Intrathecal Onasemnogene Abeparvovec for Patients with Spinal Muscular Atrophy: Phase 3, Randomized, Sham-Controlled, Double-Blind STEER Study


Topic:

Clinical Trials

Poster Number: LB450

Author(s):

Crystal Proud, Children’s Hospital of the King’s Daughters, Norfolk, VA, USA, Jo M. Wilmshurst, Red Cross War Memorial Children’s Hospital, University of Cape Town, Oranee Sanmaneechai, Siriraj Hospital, Mahidol University, Sheffali Gulati, AIIMS, Hui Xiong, Children’s Medical Center, Peking University First Hospital, Hugo Ceja Moreno, Hospital Civil de Guadalajara Fray Antonio Alcalde, Stacey Kiat Hong Tay, Yong Loo Lin School of Medicine, National University of Singapore, Meow-Keong Thong, University of Malaya, Alfred Peter Born, Rigshospitalet, Copenhagen University Hospital, Adriana Banzzatto Ortega, Hospital Pequeno Príncipe, Yuh-Jyh Jong, MD, DMSci, Kaohsiung Medical University Hospital, Kaohsiung Medical University, Mohammad Al-Muhaizea, King Faisal Specialist Hospital & Research Centre, Richard S. Finkel, MD, Center for Experimental Neurotherapeutics, St. Jude Children’s Research Hospital, Anna W. Lee, Novartis Pharmaceuticals Corporation, Jeannie Visootsak, MD, Novartis Pharmaceuticals Corporation, Sitra Tauscher-Wisniewski, MD, Novartis Gene Therapies, Inc., Iulian Alecu, MD, Novartis Pharmaceuticals, Shihua Wen, Novartis Pharmaceuticals Corporation, Dũng Chí Vũ, Vietnam National Children’s Hospital, STEER Study Group, N/A

Background: While the availability of disease-modifying therapeutic options has changed the clinical course of SMA, significant unmet need remains for a broader patient population. Onasemnogene abeparvovec (OA) for intrathecal administration is an adeno-associated vector-based gene therapy under development for the treatment of spinal muscular atrophy (SMA) in older patients.
Objective: STEER (NCT05089656) is a phase 3, multicenter, multinational, randomized, sham-controlled, double-blind trial to investigate the efficacy and safety of intrathecal OA over 52 weeks in treatment-naïve, sitting and never ambulatory patients with SMA aged 2 to <18 years.
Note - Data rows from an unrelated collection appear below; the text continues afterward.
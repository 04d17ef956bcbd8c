//! Display sink for classified price changes

use crate::error::DisplayError;
use crate::types::Classification;
use crossterm::style::Stylize;
use std::io::Write;

/// Renders one classified change event
pub trait DisplaySink: Send {
    /// Render a change. A `Suppressed` classification is rejected, never dropped silently.
    fn display(
        &mut self,
        asset_id: &str,
        classification: Classification,
        current_price: f64,
        percent_change: f64,
    ) -> Result<(), DisplayError>;
}

/// Colored line-per-event console output
pub struct ConsoleDisplay<W: Write + Send> {
    out: W,
    currency: String,
    colored: bool,
}

impl<W: Write + Send> ConsoleDisplay<W> {
    pub fn with_writer(out: W, currency: &str, colored: bool) -> Self {
        let currency = if currency.is_empty() {
            "USD".to_string()
        } else {
            currency.to_string()
        };
        Self {
            out,
            currency,
            colored,
        }
    }

    pub fn into_inner(self) -> W {
        self.out
    }
}

/// `"{asset}: {price} {CURRENCY} - ({pct}%)"`
pub fn format_change(asset_id: &str, current_price: f64, percent_change: f64, currency: &str) -> String {
    format!(
        "{}: {:.2} {} - ({:.2}%)",
        asset_id, current_price, currency, percent_change
    )
}

impl<W: Write + Send> DisplaySink for ConsoleDisplay<W> {
    fn display(
        &mut self,
        asset_id: &str,
        classification: Classification,
        current_price: f64,
        percent_change: f64,
    ) -> Result<(), DisplayError> {
        let line = format_change(asset_id, current_price, percent_change, &self.currency);

        match (classification, self.colored) {
            (Classification::Suppressed, _) => {
                return Err(DisplayError::Unreportable(classification));
            }
            (Classification::Up, true) => writeln!(self.out, "{}", line.green())?,
            (Classification::Down, true) => writeln!(self.out, "{}", line.red())?,
            (_, false) => writeln!(self.out, "{}", line)?,
        }
        self.out.flush()?;
        Ok(())
    }
}
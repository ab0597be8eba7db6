//! Private-stream handshake signing
//!
//! The streaming endpoint authenticates exactly like an HTTP request: the
//! handshake is a signed GET whose path keeps the account query inline,
//! `/api/v1/private/ws?accountId=<id>`. Everything past the handshake
//! (reconnection, subscriptions, heartbeats) belongs to the enclosing
//! application; the session here only tracks the lifecycle state.

use crate::error::CryptoError;
use crate::transport::signer::{RequestSigner, SignedHeaders};

/// The handshake path for an account's private stream.
pub fn private_stream_path(account_id: i64) -> String {
    format!("/api/v1/private/ws?accountId={}", account_id)
}

/// Lifecycle of a streaming session.
#[derive(Clone, Copy, Debug, PartialEq, Eq)]
pub enum SessionState {
    Disconnected,
    Connected,
    Closed,
}

/// A streaming session: handshake signing plus lifecycle bookkeeping.
pub struct StreamSession {
    account_id: i64,
    state: SessionState,
}

impl StreamSession {
    pub fn new(account_id: i64) -> Self {
        Self {
            account_id,
            state: SessionState::Disconnected,
        }
    }

    pub fn state(&self) -> SessionState {
        self.state
    }

    /// Signs the handshake for a dial at the given timestamp. The query
    /// stays inside the path string; there is no body.
    pub fn handshake_headers_at(
        &self,
        signer: &RequestSigner,
        timestamp_ms: u64,
    ) -> Result<SignedHeaders, CryptoError> {
        let path = private_stream_path(self.account_id);
        signer.sign_request_at(timestamp_ms, "GET", &path, None, None)
    }

    /// Signs the handshake at the current time.
    pub fn handshake_headers(&self, signer: &RequestSigner) -> Result<SignedHeaders, CryptoError> {
        let path = private_stream_path(self.account_id);
        signer.sign_request("GET", &path, None, None)
    }

    /// Records a successful dial. Only a disconnected session may connect.
    pub fn mark_connected(&mut self) -> bool {
        if self.state == SessionState::Disconnected {
            self.state = SessionState::Connected;
            true
        } else {
            false
        }
    }

    /// Closes the session; terminal.
    pub fn close(&mut self) {
        self.state = SessionState::Closed;
    }
}

#[cfg(test)]
mod tests {
    use super::*;
    use crate::curve::ecdsa::Keypair;
    use crate::transport::signer::RequestSigner;

    #[test]
    fn path_keeps_query_inline() {
        assert_eq!(
            private_stream_path(551109972447567873),
            "/api/v1/private/ws?accountId=551109972447567873"
        );
    }

    #[test]
    fn handshake_signs_like_a_get() {
        let signer = RequestSigner::new(Keypair::from_hex("1").unwrap());
        let session = StreamSession::new(42);
        let via_session = session.handshake_headers_at(&signer, 1_700_000_000_000).unwrap();
        let direct = signer
            .sign_request_at(
                1_700_000_000_000,
                "GET",
                "/api/v1/private/ws?accountId=42",
                None,
                None,
            )
            .unwrap();
        assert_eq!(via_session, direct);
    }

    #[test]
    fn lifecycle_transitions() {
        let mut session = StreamSession::new(1);
        assert_eq!(session.state(), SessionState::Disconnected);
        assert!(session.mark_connected());
        assert_eq!(session.state(), SessionState::Connected);
        assert!(!session.mark_connected());
        session.close();
        assert_eq!(session.state(), SessionState::Closed);
        assert!(!session.mark_connected());
    }
}
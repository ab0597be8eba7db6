//! 8-bit-window acceleration for base-point and Pedersen multiplication
//!
//! A window table stores `table[i * 256 + v] = v * 2^(8i) * base`, indexed
//! little-endian over the bytes of the scalar so the accumulation loop reads
//! input in natural order. Zero bytes are skipped. Tables are derived from
//! the constant-point table once, at first use, and shared read-only.

use once_cell::sync::Lazy;

use crate::bigint::BigInt;
use crate::curve::field::FieldElement;
use crate::curve::params::{self, PEDERSEN_INPUT_BITS, PEDERSEN_MAX_INPUTS};
use crate::curve::point::CurvePoint;
use crate::error::CryptoError;

const WINDOW_VALUES: usize = 256;

/// Windowed multiples of a fixed sequence of run generators.
pub struct WindowTable {
    entries: Vec<CurvePoint>,
    windows: usize,
}

impl WindowTable {
    /// Builds a table over `windows` 8-bit windows. `base_of` yields the
    /// generator worth 2^(8i) at window i; entries grow by successive
    /// addition so the table is exactly the doubling runs re-grouped.
    fn build(windows: usize, base_of: impl Fn(usize) -> CurvePoint) -> Self {
        let mut entries = Vec::with_capacity(windows * WINDOW_VALUES);
        for i in 0..windows {
            let base = base_of(i);
            entries.push(CurvePoint::Zero);
            let mut acc = CurvePoint::Zero;
            for _ in 1..WINDOW_VALUES {
                acc = acc.add(&base);
                entries.push(acc);
            }
        }
        Self { entries, windows }
    }

    #[inline]
    fn lookup(&self, window: usize, value: u8) -> &CurvePoint {
        &self.entries[window * WINDOW_VALUES + value as usize]
    }

    /// Accumulates `point + sum(windows of k)`, skipping zero bytes.
    ///
    /// The collision guard rejects an accumulator that shares an x
    /// coordinate with the table point about to be added; the sum would
    /// degenerate there.
    fn accumulate(&self, mut point: CurvePoint, k: &BigInt<4>) -> Result<CurvePoint, CryptoError> {
        for i in 0..self.windows {
            let byte = k.byte(i);
            if byte == 0 {
                continue;
            }
            let entry = self.lookup(i, byte);
            if let (CurvePoint::Affine { x: ax, .. }, CurvePoint::Affine { x: ex, .. }) =
                (&point, entry)
            {
                if ax == ex {
                    return Err(CryptoError::UnhashableInput);
                }
            }
            point = point.add(entry);
        }
        Ok(point)
    }
}

/// Base-point windows: 32 windows covering a 256-bit scalar.
static BASE_WINDOWS: Lazy<Result<WindowTable, CryptoError>> = Lazy::new(|| {
    let constants = params::constants()?;
    Ok(WindowTable::build(32, |i| constants.base_multiples[8 * i]))
});

/// Pedersen windows, one table per hash input position.
static HASH_WINDOWS: Lazy<Result<Vec<WindowTable>, CryptoError>> = Lazy::new(|| {
    let constants = params::constants()?;
    let windows = PEDERSEN_INPUT_BITS / 8 + 1; // 31 full windows + the 4 high bits
    let tables = (0..PEDERSEN_MAX_INPUTS)
        .map(|input| {
            WindowTable::build(windows, |i| constants.points[2 + input * PEDERSEN_INPUT_BITS + 8 * i])
        })
        .collect();
    Ok(tables)
});

/// Fast scalar multiplication of the base point via the window table.
///
/// Bit-identical to `CurvePoint::generator().scalar_mul(k)`.
pub fn scalar_base_mul(k: &BigInt<4>) -> Result<CurvePoint, CryptoError> {
    let table = BASE_WINDOWS.as_ref().map_err(Clone::clone)?;
    table.accumulate(CurvePoint::Zero, k)
}

/// One fast Pedersen accumulation step for the input at `position`.
pub(crate) fn pedersen_accumulate(
    point: CurvePoint,
    position: usize,
    value: &FieldElement,
) -> Result<CurvePoint, CryptoError> {
    let tables = HASH_WINDOWS.as_ref().map_err(Clone::clone)?;
    tables[position].accumulate(point, value.value())
}
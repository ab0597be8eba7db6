//! Application-layer nonce derivation
//!
//! The nonce of an instruction is the first 8 hex characters of the
//! SHA-256 of its client id, read as a big-endian u32. Client ids default
//! to random UUIDs; any stable string works. Collisions are tolerable
//! because the server deduplicates on (account, nonce).

use sha2::{Digest, Sha256};
use uuid::Uuid;

/// Derives the 32-bit nonce for a client id.
pub fn nonce_from_client_id(client_id: &str) -> u32 {
    let digest = Sha256::digest(client_id.as_bytes());
    // first 8 hex chars == first 4 bytes, big-endian
    u32::from_be_bytes([digest[0], digest[1], digest[2], digest[3]])
}

/// A fresh random client id.
pub fn generate_client_id() -> String {
    Uuid::new_v4().to_string()
}
//! Error types for the signing core and the HTTP client layer

use std::fmt;

/// Errors produced by the cryptographic core.
///
/// `verify` reports a bad-but-well-formed signature as `Ok(false)`; errors
/// are reserved for inputs the core cannot process at all.
#[derive(Debug, Clone, PartialEq, Eq)]
pub enum CryptoError {
    /// Private key hex failed to decode or is out of range.
    InvalidKey(String),
    /// Message hash out of the signable range, or r/s outside [1, N).
    InvalidHash(String),
    /// The deterministic nonce generator exhausted its retries. Transient;
    /// retry with a fresh client id.
    SigningFailure,
    /// The Pedersen accumulator collided with a constant point.
    UnhashableInput,
    /// A loaded constant failed validation. Fatal: the core is unusable.
    MalformedConstants(String),
    /// A request body cannot be rendered as a canonical signing string.
    Canonicalization(String),
    /// An instruction field does not fit its packed bit width.
    InvalidInstruction(String),
}

impl fmt::Display for CryptoError {
    fn fmt(&self, f: &mut fmt::Formatter<'_>) -> fmt::Result {
        match self {
            CryptoError::InvalidKey(s) => write!(f, "invalid private key: {}", s),
            CryptoError::InvalidHash(s) => write!(f, "invalid message hash: {}", s),
            CryptoError::SigningFailure => write!(f, "signing failed: nonce candidates exhausted"),
            CryptoError::UnhashableInput => write!(f, "unhashable input: constant point collision"),
            CryptoError::MalformedConstants(s) => write!(f, "malformed curve constants: {}", s),
            CryptoError::Canonicalization(s) => write!(f, "cannot canonicalize body: {}", s),
            CryptoError::InvalidInstruction(s) => write!(f, "invalid instruction: {}", s),
        }
    }
}

impl std::error::Error for CryptoError {}

/// Errors surfaced by the HTTP client.
#[derive(Debug)]
pub enum ClientError {
    Network(reqwest::Error),
    Json(serde_json::Error),
    Crypto(CryptoError),
    /// The exchange answered with a non-SUCCESS code.
    Api(String),
}

impl From<reqwest::Error> for ClientError {
    fn from(err: reqwest::Error) -> Self {
        ClientError::Network(err)
    }
}

impl From<serde_json::Error> for ClientError {
    fn from(err: serde_json::Error) -> Self {
        ClientError::Json(err)
    }
}

impl From<CryptoError> for ClientError {
    fn from(err: CryptoError) -> Self {
        ClientError::Crypto(err)
    }
}

impl fmt::Display for ClientError {
    fn fmt(&self, f: &mut fmt::Formatter<'_>) -> fmt::Result {
        match self {
            ClientError::Network(e) => write!(f, "network error: {}", e),
            ClientError::Json(e) => write!(f, "JSON error: {}", e),
            ClientError::Crypto(e) => write!(f, "crypto error: {}", e),
            ClientError::Api(code) => write!(f, "request failed with code: {}", code),
        }
    }
}

impl std::error::Error for ClientError {}

#[cfg(test)]
mod tests {
    use super::*;

    #[test]
    fn display_forms() {
        let e = CryptoError::InvalidKey("bad hex".into());
        assert_eq!(e.to_string(), "invalid private key: bad hex");
        let c: ClientError = e.into();
        assert!(c.to_string().contains("bad hex"));
    }
}
//! Pedersen hash over the constant-point table
//!
//! The canonical definition accumulates one constant point per set bit of
//! each input, starting from the shift point, and returns the x coordinate
//! of the final sum. The windowed variant produces bit-identical output and
//! is the one the packers use.

use crate::curve::field::FieldElement;
use crate::curve::params::{self, PEDERSEN_INPUT_BITS, PEDERSEN_MAX_INPUTS};
use crate::curve::point::CurvePoint;
use crate::curve::window;
use crate::error::CryptoError;

/// Canonical bit-by-bit Pedersen hash of up to two field elements.
///
/// Fails with `UnhashableInput` if the accumulator ever shares an x
/// coordinate with the constant point being added; no input produced by
/// the protocol's own packing rules does.
pub fn hash_elements(inputs: &[FieldElement]) -> Result<FieldElement, CryptoError> {
    if inputs.len() > PEDERSEN_MAX_INPUTS {
        return Err(CryptoError::InvalidInstruction(format!(
            "pedersen block takes at most {} elements, got {}",
            PEDERSEN_MAX_INPUTS,
            inputs.len()
        )));
    }

    let constants = params::constants()?;
    let mut point = constants.shift_point;

    for (i, input) in inputs.iter().enumerate() {
        let v = input.value();
        debug_assert!(v.bit_length() <= PEDERSEN_INPUT_BITS);

        for j in 0..PEDERSEN_INPUT_BITS {
            if v.get_bit(j) {
                let pt = &constants.points[2 + i * PEDERSEN_INPUT_BITS + j];
                if let (CurvePoint::Affine { x: ax, .. }, CurvePoint::Affine { x: px, .. }) =
                    (&point, pt)
                {
                    if ax == px {
                        return Err(CryptoError::UnhashableInput);
                    }
                }
                point = point.add(pt);
            }
        }
    }

    match point {
        CurvePoint::Affine { x, .. } => Ok(x),
        CurvePoint::Zero => Err(CryptoError::UnhashableInput),
    }
}

/// Windowed Pedersen hash; bit-identical to `hash_elements`.
pub fn hash_elements_fast(inputs: &[FieldElement]) -> Result<FieldElement, CryptoError> {
    if inputs.len() > PEDERSEN_MAX_INPUTS {
        return Err(CryptoError::InvalidInstruction(format!(
            "pedersen block takes at most {} elements, got {}",
            PEDERSEN_MAX_INPUTS,
            inputs.len()
        )));
    }

    let constants = params::constants()?;
    let mut point = constants.shift_point;

    for (i, input) in inputs.iter().enumerate() {
        point = window::pedersen_accumulate(point, i, input)?;
    }

    match point {
        CurvePoint::Affine { x, .. } => Ok(x),
        CurvePoint::Zero => Err(CryptoError::UnhashableInput),
    }
}

/// The two-element hash the message packers chain with.
pub fn pedersen_hash(a: &FieldElement, b: &FieldElement) -> Result<FieldElement, CryptoError> {
    hash_elements_fast(&[*a, *b])
}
The primary objective is to compare the efficacy (OA vs. sham) by change from baseline in Hammersmith Functional Motor Scale – Expanded (HFMSE) total score over 52 weeks. Secondary objectives include additional efficacy and safety assessments. Results: 136 patients were randomized (3:2 ratio), with 126 patients receiving either OA (n=75) or a sham procedure (n=51). Mean (range) age at dosing was 5.88 (2.1–16.6) years. The study met its primary endpoint, demonstrating a statistically significant increase from baseline in HFMSE total score in the OA group compared with the sham control. The overall incidence of adverse events (AEs), serious AEs (SAEs), and AEs of special interest were similar between both groups. The most common AEs for both groups were upper respiratory tract infection and pyrexia. The most frequent SAEs were pneumonia and vomiting for the OA group and pneumonia and lower respiratory tract infection for the sham group. Instances of transaminase increases were infrequent; most were low-grade and transient. There were no cases of Hy’s law. Conclusions: A one-time intrathecal OA infusion resulted in statistically significant improvement in motor function compared with sham control and demonstrated a favorable safety profile for older patients with SMA.